Bürgerbefragung zum neuen Stadtentwicklungskonzept
Quo vadis Neumarkt – ISEK 2023 Bürgerbefragung
Bis zum 6. Juni 2023 durfte jeder an der Online-Bürgerbefragung der
Stadt Neumarkt teilnehmen, die anlässlich der geplanten Aktualisierung
des Integrierten Städtebaulichen Entwicklungskonzeptes
(ISEK) durchgeführt wurde. Dieses Konzept soll das ISEK aus dem Jahr
2012 ablösen. Neue Aspekte der Stadtplanung sollen hier bedacht werden
und daraus einzelne Massnahmen entwickelt werden, die Neumarkt in der
Zukunft besser machen sollen.
Schaut man in das jetzt 11 Jahre alte ISEK (Abb.1) wird schnell klar,
das zwischen Wunsch und Wirklichkeit eine große Lücke klafft1.
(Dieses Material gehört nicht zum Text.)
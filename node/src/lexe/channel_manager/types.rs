use lightning::ln::channelmanager::{ChannelCounterparty, ChannelDetails};
use serde::Serialize;

use crate::types::{LxOutPoint, LxPublicKey};

#[derive(Serialize)]
pub struct LxChannelDetails {
    pub channel_id: [u8; 32],
    pub counterparty: LxChannelCounterparty,
    pub funding_txo: Option<LxOutPoint>,
    // pub channel_type: Option<ChannelTypeFeatures>, // Sealed
    pub short_channel_id: Option<u64>,
    pub outbound_scid_alias: Option<u64>,
    pub inbound_scid_alias: Option<u64>,
    pub channel_value_satoshis: u64,
    pub unspendable_punishment_reserve: Option<u64>,
    pub user_channel_id: u64,
    pub balance_msat: u64,
    pub outbound_capacity_msat: u64,
    pub next_outbound_htlc_limit_msat: u64,
    pub inbound_capacity_msat: u64,
    pub confirmations_required: Option<u32>,
    pub force_close_spend_delay: Option<u16>,
    pub is_outbound: bool,
    pub is_channel_ready: bool,
    pub is_usable: bool,
    pub is_public: bool,
    pub inbound_htlc_minimum_msat: Option<u64>,
    pub inbound_htlc_maximum_msat: Option<u64>,
}

impl From<ChannelDetails> for LxChannelDetails {
    fn from(cd: ChannelDetails) -> Self {
        Self {
            channel_id: cd.channel_id,
            counterparty: LxChannelCounterparty::from(cd.counterparty),
            funding_txo: cd.funding_txo.map(LxOutPoint::from),
            short_channel_id: cd.short_channel_id,
            outbound_scid_alias: cd.outbound_scid_alias,
            inbound_scid_alias: cd.inbound_scid_alias,
            channel_value_satoshis: cd.channel_value_satoshis,
            unspendable_punishment_reserve: cd.unspendable_punishment_reserve,
            user_channel_id: cd.user_channel_id,
            balance_msat: cd.balance_msat,
            outbound_capacity_msat: cd.outbound_capacity_msat,
            next_outbound_htlc_limit_msat: cd.next_outbound_htlc_limit_msat,
            inbound_capacity_msat: cd.inbound_capacity_msat,
            confirmations_required: cd.confirmations_required,
            force_close_spend_delay: cd.force_close_spend_delay,
            is_outbound: cd.is_outbound,
            is_channel_ready: cd.is_channel_ready,
            is_usable: cd.is_usable,
            is_public: cd.is_public,
            inbound_htlc_minimum_msat: cd.inbound_htlc_minimum_msat,
            inbound_htlc_maximum_msat: cd.inbound_htlc_maximum_msat,
        }
    }
}

#[derive(Serialize)]
pub struct LxChannelCounterparty {
    pub node_id: LxPublicKey,
    // pub features: InitFeatures,                              // Sealed
    pub unspendable_punishment_reserve: u64,
    // pub forwarding_info: Option<CounterpartyForwardingInfo>, // Not needed
    pub outbound_htlc_minimum_msat: Option<u64>,
    pub outbound_htlc_maximum_msat: Option<u64>,
}

impl From<ChannelCounterparty> for LxChannelCounterparty {
    fn from(ccp: ChannelCounterparty) -> Self {
        Self {
            node_id: LxPublicKey::from(ccp.node_id), // CCP's node id lol
            unspendable_punishment_reserve: ccp.unspendable_punishment_reserve,
            outbound_htlc_minimum_msat: ccp.outbound_htlc_minimum_msat,
            outbound_htlc_maximum_msat: ccp.outbound_htlc_maximum_msat,
        }
    }
}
Manches wurde geschafft: Neugestaltung des Stadtparks,
Neugestaltung des Weißenfeldplatzes, Neubau der Hochschule sind
Beispiele dafür.Abb. 1: Deckblatt des ISEK 2012
An anderer Stelle ist das Ergebnis jedoch enttäuschend:
Die
gewünschten Verbesserungen für eine klimafreundlichere Stadt mit
besseren Wegen für Fußgänger und Radfahrer oder eine Verbesserung des
öffentlichen Personennahverkehrs lassen auf sich warten. Die neugebauten
Radwege und Kreuzungen erfüllen für alle, die nicht mit dem eigenen
Auto unterwegs sind nur die Minimalanforderungen. Nirgendwo gibt es in
Neumarkt Radwege und Kreuzungen, die für Radfahrer angenehm und mit
einen geringen Stresslevel zu befahren sind2. Kein einladendes Radverkehrsnetz.
Abb.
2 Der Stresslevel (LTS = Level of Trafficstress) beim Radfahren wird
auch durch die Infrastruktur beeinflußt. Von geringen Stresslevel (LTS
1, Radweg ohne Kontakt zu motorisiertem Verkehr, geeignet für alle
Radfahrer von 8-80 Jahren) bis zum höchstem Stresslevel LTS 4 (Radfahren
im Mischverkehr auf mindestens zweispuriger Fahrbahn) nimmt die Zahl der
potenziellen Nutzer ab. Einladende Radverkehrsanlagen sollt höchsten
LTS 2 haben, damit möglichst alle Nutzergruppen die Radwege nutzen.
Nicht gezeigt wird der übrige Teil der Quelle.